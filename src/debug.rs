use std::fs;
use std::path::PathBuf;

use anyhow::{Context, Result};

// Debug artifacts: the raw page HTML and the resolved file list, written
// verbatim so extraction problems can be inspected after the fact. Both are
// disposable, hence the cache dir rather than the config dir.

fn debug_dir() -> Result<PathBuf> {
    let mut dir = dirs::cache_dir().context("could not determine the cache directory")?;
    dir.push("nextlist");
    fs::create_dir_all(&dir)
        .with_context(|| format!("failed to create debug directory {}", dir.display()))?;
    Ok(dir)
}

/// Persist the fetched page HTML as-is.
pub fn save_html(html: &str) -> Result<PathBuf> {
    let path = debug_dir()?.join("last_page.html");
    fs::write(&path, html)
        .with_context(|| format!("failed to write {}", path.display()))?;
    Ok(path)
}

/// Persist the extracted file list, numbered, with a count up top.
pub fn save_file_list(files: &[String]) -> Result<PathBuf> {
    let path = debug_dir()?.join("found_files.txt");

    let mut content = format!("Found video files: {}\n\n", files.len());
    for (i, filename) in files.iter().enumerate() {
        content.push_str(&format!("{}. {}\n", i + 1, filename));
    }

    fs::write(&path, content)
        .with_context(|| format!("failed to write {}", path.display()))?;
    Ok(path)
}
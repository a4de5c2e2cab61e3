use anyhow::{Context, Result};
use dialoguer::{Confirm, Input};

use crate::extractor;

// How many files to print before switching to "... and N more".
const MAX_LISTED: usize = 10;

// Ask for a required piece of text.
pub fn prompt_input(prompt: &str) -> Result<String> {
    let input = Input::<String>::new()
        .with_prompt(prompt)
        .interact()
        .context("failed to read input")?;

    Ok(input.trim().to_string())
}

// Ask for text that may be left empty (e.g. the subfolder).
pub fn prompt_optional(prompt: &str) -> Result<String> {
    let input = Input::<String>::new()
        .with_prompt(prompt)
        .allow_empty(true)
        .interact()
        .context("failed to read input")?;

    Ok(input.trim().to_string())
}

// Ask for text with a prefilled default.
pub fn prompt_with_default(prompt: &str, default: &str) -> Result<String> {
    let input = Input::<String>::new()
        .with_prompt(prompt)
        .default(default.to_string())
        .interact()
        .context("failed to read input")?;

    Ok(input.trim().to_string())
}

// Yes/no question.
pub fn confirm(prompt: &str, default: bool) -> Result<bool> {
    Confirm::new()
        .with_prompt(prompt)
        .default(default)
        .interact()
        .context("failed to read confirmation")
}

// Print a numbered file list, capped so a 400-episode share does not flood
// the terminal.
pub fn display_file_list(files: &[String]) {
    if files.is_empty() {
        return;
    }

    let pad = if files.len() < 100 { 2 } else { 3 };
    for (i, filename) in files.iter().take(MAX_LISTED).enumerate() {
        println!("  {:0pad$}. {}", i + 1, filename, pad = pad);
    }

    if files.len() > MAX_LISTED {
        println!("  ... and {} more files", files.len() - MAX_LISTED);
    }

    println!("  Total: {} video files", files.len());
}

/// Manual fallback when the page yielded nothing: the user types filenames
/// one by one, an empty line finishes. Names without a recognized video
/// extension get `.mkv` appended, the most common case on Nextcloud shares.
pub fn prompt_manual_files() -> Result<Vec<String>> {
    println!("Enter video filenames one per line, empty line to finish.");

    let mut files = Vec::new();
    loop {
        let mut filename = prompt_optional(&format!("File {}", files.len() + 1))?;
        if filename.is_empty() {
            break;
        }

        if !extractor::has_video_extension(&filename) {
            filename.push_str(".mkv");
            println!("No video extension given, using {filename}");
        }

        files.push(filename);
    }

    Ok(files)
}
————
* Problem statement *
When you copy the data, keep every line word for word.

* Exercise output *
filename src/debug.rs
use std::fs;
use std::path::PathBuf;

use anyhow::{Context, Result};

// Debug artifacts: the raw page HTML and the resolved file list, written
// verbatim so extraction problems can be inspected after the fact. Both are
// disposable, hence the cache dir rather than the config dir.

fn debug_dir() -> Result<PathBuf> {
    let mut dir = dirs::cache_dir().context("could not determine the cache directory")?;
    dir.push("nextlist");
    fs::create_dir_all(&dir)
        .with_context(|| format!("failed to create debug directory {}", dir.display()))?;
    Ok(dir)
}

/// Persist the fetched page HTML as-is.
pub fn save_html(html: &str) -> Result<PathBuf> {
    let path = debug_dir()?.join("last_page.html");
    fs::write(&path, html)
        .with_context(|| format!("failed to write {}", path.display()))?;
    Ok(path)
}

/// Persist the extracted file list, numbered, with a count up top.
pub fn save_file_list(files: &[String]) -> Result<PathBuf> {
    let path = debug_dir()?.join("found_files.txt");

    let mut content = format!("Found video files: {}\n\n", files.len());
    for (i, filename) in files.iter().enumerate() {
        content.push_str(&format!("{}. {}\n", i + 1, filename));
    }

    fs::write(&path, content)
        .with_context(|| format!("failed to write {}", path.display()))?;
    Ok(path)
}
repository a4de5c2e2cab61e3
use anyhow::{Context, Result};
use dialoguer::{Confirm, Input};

use crate::extractor;

// How many files to print before switching to "... and N more".
const MAX_LISTED: usize = 10;

// Ask for a required piece of text.
pub fn prompt_input(prompt: &str) -> Result<String> {
    let input = Input::<String>::new()
        .with_prompt(prompt)
        .interact()
        .context("failed to read input")?;

    Ok(input.trim().to_string())
}

// Ask for text that may be left empty (e.g. the subfolder).
pub fn prompt_optional(prompt: &str) -> Result<String> {
    let input = Input::<String>::new()
        .with_prompt(prompt)
        .allow_empty(true)
        .interact()
        .context("failed to read input")?;

    Ok(input.trim().to_string())
}

// Ask for text with a prefilled default.
pub fn prompt_with_default(prompt: &str, default: &str) -> Result<String> {
    let input = Input::<String>::new()
        .with_prompt(prompt)
        .default(default.to_string())
        .interact()
        .context("failed to read input")?;

    Ok(input.trim().to_string())
}

// Yes/no question.
pub fn confirm(prompt: &str, default: bool) -> Result<bool> {
    Confirm::new()
        .with_prompt(prompt)
        .default(default)
        .interact()
        .context("failed to read confirmation")
}

// Print a numbered file list, capped so a 400-episode share does not flood
// the terminal.
pub fn display_file_list(files: &[String]) {
    if files.is_empty() {
        return;
    }

    let pad = if files.len() < 100 { 2 } else { 3 };
    for (i, filename) in files.iter().take(MAX_LISTED).enumerate() {
        println!("  {:0pad$}. {}", i + 1, filename, pad = pad);
    }

    if files.len() > MAX_LISTED {
        println!("  ... and {} more files", files.len() - MAX_LISTED);
    }

    println!("  Total: {} video files", files.len());
}

/// Manual fallback when the page yielded nothing: the user types filenames
/// one by one, an empty line finishes. Names without a recognized video
/// extension get `.mkv` appended, the most common case on Nextcloud shares.
pub fn prompt_manual_files() -> Result<Vec<String>> {
    println!("Enter video filenames one per line, empty line to finish.");

    let mut files = Vec::new();
    loop {
        let mut filename = prompt_optional(&format!("File {}", files.len() + 1))?;
        if filename.is_empty() {
            break;
        }

        if !extractor::has_video_extension(&filename) {
            filename.push_str(".mkv");
            println!("No video extension given, using {filename}");
        }

        files.push(filename);
    }

    Ok(files)
}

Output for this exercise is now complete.